What to work on
Each line of the data that includes "const" must be copied.
=== Begin Enclosure ===
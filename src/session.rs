// Copyright (C) 2026 Michael Wilson <mike@mdwn.dev>
//
// This program is free software: you can redistribute it and/or modify it under
// the terms of the GNU General Public License as published by the Free Software
// Foundation, version 3.
//
// This program is distributed in the hope that it will be useful, but WITHOUT
// ANY WARRANTY; without even the implied warranty of MERCHANTABILITY or FITNESS
// FOR A PARTICULAR PURPOSE. See the GNU General Public License for more details.
//
// You should have received a copy of the GNU General Public License along with
// this program. If not, see <https://www.gnu.org/licenses/>.
//

//! Per-profile session tags.
//!
//! A tag is created the first time it is asked for and persisted to a file, so every later
//! run on the same profile tags its sample requests the same way.

use std::fmt;
use std::fs;
use std::path::{Path, PathBuf};
use std::time::{SystemTime, UNIX_EPOCH};

use rand::Rng;
use tracing::info;

/// Characters used for the random part of a tag.
const TAG_ALPHABET: &[u8] = b"0123456789abcdefghijklmnopqrstuvwxyz";

/// Length of the random part of a tag.
const TAG_RANDOM_LEN: usize = 16;

#[derive(Debug, thiserror::Error)]
pub enum SessionError {
    #[error("session file {path}: {source}")]
    Io {
        path: PathBuf,
        #[source]
        source: std::io::Error,
    },
}

/// An opaque identifier attached to every sample request.
#[derive(Clone, Debug, PartialEq, Eq, Hash)]
pub struct SessionTag(String);

impl SessionTag {
    pub fn new(tag: impl Into<String>) -> SessionTag {
        SessionTag(tag.into())
    }

    /// Generates a new random tag in the form `sess-<random>-<unix millis>`.
    pub fn generate() -> SessionTag {
        let mut rng = rand::thread_rng();
        let random: String = (0..TAG_RANDOM_LEN)
            .map(|_| TAG_ALPHABET[rng.gen_range(0..TAG_ALPHABET.len())] as char)
            .collect();
        let millis = SystemTime::now()
            .duration_since(UNIX_EPOCH)
            .map(|d| d.as_millis())
            .unwrap_or_default();
        SessionTag(format!("sess-{}-{}", random, millis))
    }

    pub fn as_str(&self) -> &str {
        &self.0
    }
}

impl fmt::Display for SessionTag {
    fn fmt(&self, f: &mut fmt::Formatter<'_>) -> fmt::Result {
        f.write_str(&self.0)
    }
}

/// Stores the session tag in a file.
#[derive(Clone, Debug)]
pub struct SessionStore {
    path: PathBuf,
}

impl SessionStore {
    pub fn new(path: impl Into<PathBuf>) -> SessionStore {
        SessionStore { path: path.into() }
    }

    pub fn path(&self) -> &Path {
        &self.path
    }

    /// Returns the stored tag, creating and persisting a new one if there is none yet.
    pub fn session_tag(&self) -> Result<SessionTag, SessionError> {
        let io_error = |source| SessionError::Io {
            path: self.path.clone(),
            source,
        };

        match fs::read_to_string(&self.path) {
            Ok(content) => {
                let trimmed = content.trim();
                if !trimmed.is_empty() {
                    info!(session = trimmed, "Existing session");
                    return Ok(SessionTag::new(trimmed));
                }
            }
            Err(e) if e.kind() == std::io::ErrorKind::NotFound => {}
            Err(e) => return Err(io_error(e)),
        }

        let tag = SessionTag::generate();
        if let Some(parent) = self.path.parent() {
            if !parent.as_os_str().is_empty() {
                fs::create_dir_all(parent).map_err(io_error)?;
            }
        }
        fs::write(&self.path, tag.as_str()).map_err(io_error)?;
        info!(session = %tag, path = ?self.path, "New session created");
        Ok(tag)
    }
}

#[cfg(test)]
mod tests {
    use super::*;

    #[test]
    fn test_generated_tag_format() {
        let tag = SessionTag::generate();
        let parts: Vec<&str> = tag.as_str().splitn(3, '-').collect();
        assert_eq!(parts.len(), 3);
        assert_eq!(parts[0], "sess");
        assert_eq!(parts[1].len(), TAG_RANDOM_LEN);
        assert!(parts[1]
            .bytes()
            .all(|b| b.is_ascii_digit() || b.is_ascii_lowercase()));
        assert!(parts[2].parse::<u128>().is_ok());
    }

    #[test]
    fn test_generated_tags_differ() {
        assert_ne!(SessionTag::generate(), SessionTag::generate());
    }

    #[test]
    fn test_tag_is_stable_across_stores() {
        let dir = tempfile::tempdir().unwrap();
        let path = dir.path().join("nested").join("session");

        let first = SessionStore::new(&path).session_tag().unwrap();
        let second = SessionStore::new(&path).session_tag().unwrap();
        assert_eq!(first, second);
        assert_eq!(fs::read_to_string(&path).unwrap(), first.as_str());
    }

    #[test]
    fn test_existing_tag_is_trimmed() {
        let dir = tempfile::tempdir().unwrap();
        let path = dir.path().join("session");
        fs::write(&path, "sess-abc-123\n").unwrap();

        let tag = SessionStore::new(&path).session_tag().unwrap();
        assert_eq!(tag.as_str(), "sess-abc-123");
    }

    #[test]
    fn test_empty_file_gets_new_tag() {
        let dir = tempfile::tempdir().unwrap();
        let path = dir.path().join("session");
        fs::write(&path, "   ").unwrap();

        let tag = SessionStore::new(&path).session_tag().unwrap();
        assert!(tag.as_str().starts_with("sess-"));
        assert_eq!(fs::read_to_string(&path).unwrap(), tag.as_str());
    }
}
// Copyright (C) 2026 Michael Wilson <mike@mdwn.dev>
//
// This program is free software: you can redistribute it and/or modify it under
// the terms of the GNU General Public License as published by the Free Software
// Foundation, version 3.
//
// This program is distributed in the hope that it will be useful, but WITHOUT
// ANY WARRANTY; without even the implied warranty of MERCHANTABILITY or FITNESS
// FOR A PARTICULAR PURPOSE. See the GNU General Public License for more details.
//
// You should have received a copy of the GNU General Public License along with
// this program. If not, see <https://www.gnu.org/licenses/>.
//
use std::path::{Path, PathBuf};

use serde::Deserialize;

/// Where sample files are fetched from.
#[derive(Clone, Debug, PartialEq, Eq)]
pub enum AssetLocation {
    /// Base URL of an HTTP server.
    Url(String),
    /// Local directory.
    Dir(PathBuf),
}

/// A YAML representation of the asset configuration.
#[derive(Deserialize, Clone, Debug, Default)]
pub struct Assets {
    /// Base URL to fetch samples from. Takes precedence over `path`.
    url: Option<String>,

    /// Local directory to read samples from.
    path: Option<PathBuf>,
}

impl Assets {
    pub fn url(&self) -> Option<&str> {
        self.url.as_deref()
    }

    pub fn path(&self) -> Option<&Path> {
        self.path.as_deref()
    }
}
=== End Enclosure ===
Task output
const TAG_ALPHABET: &[u8] = b"0123456789abcdefghijklmnopqrstuvwxyz";
const TAG_RANDOM_LEN: usize = 16;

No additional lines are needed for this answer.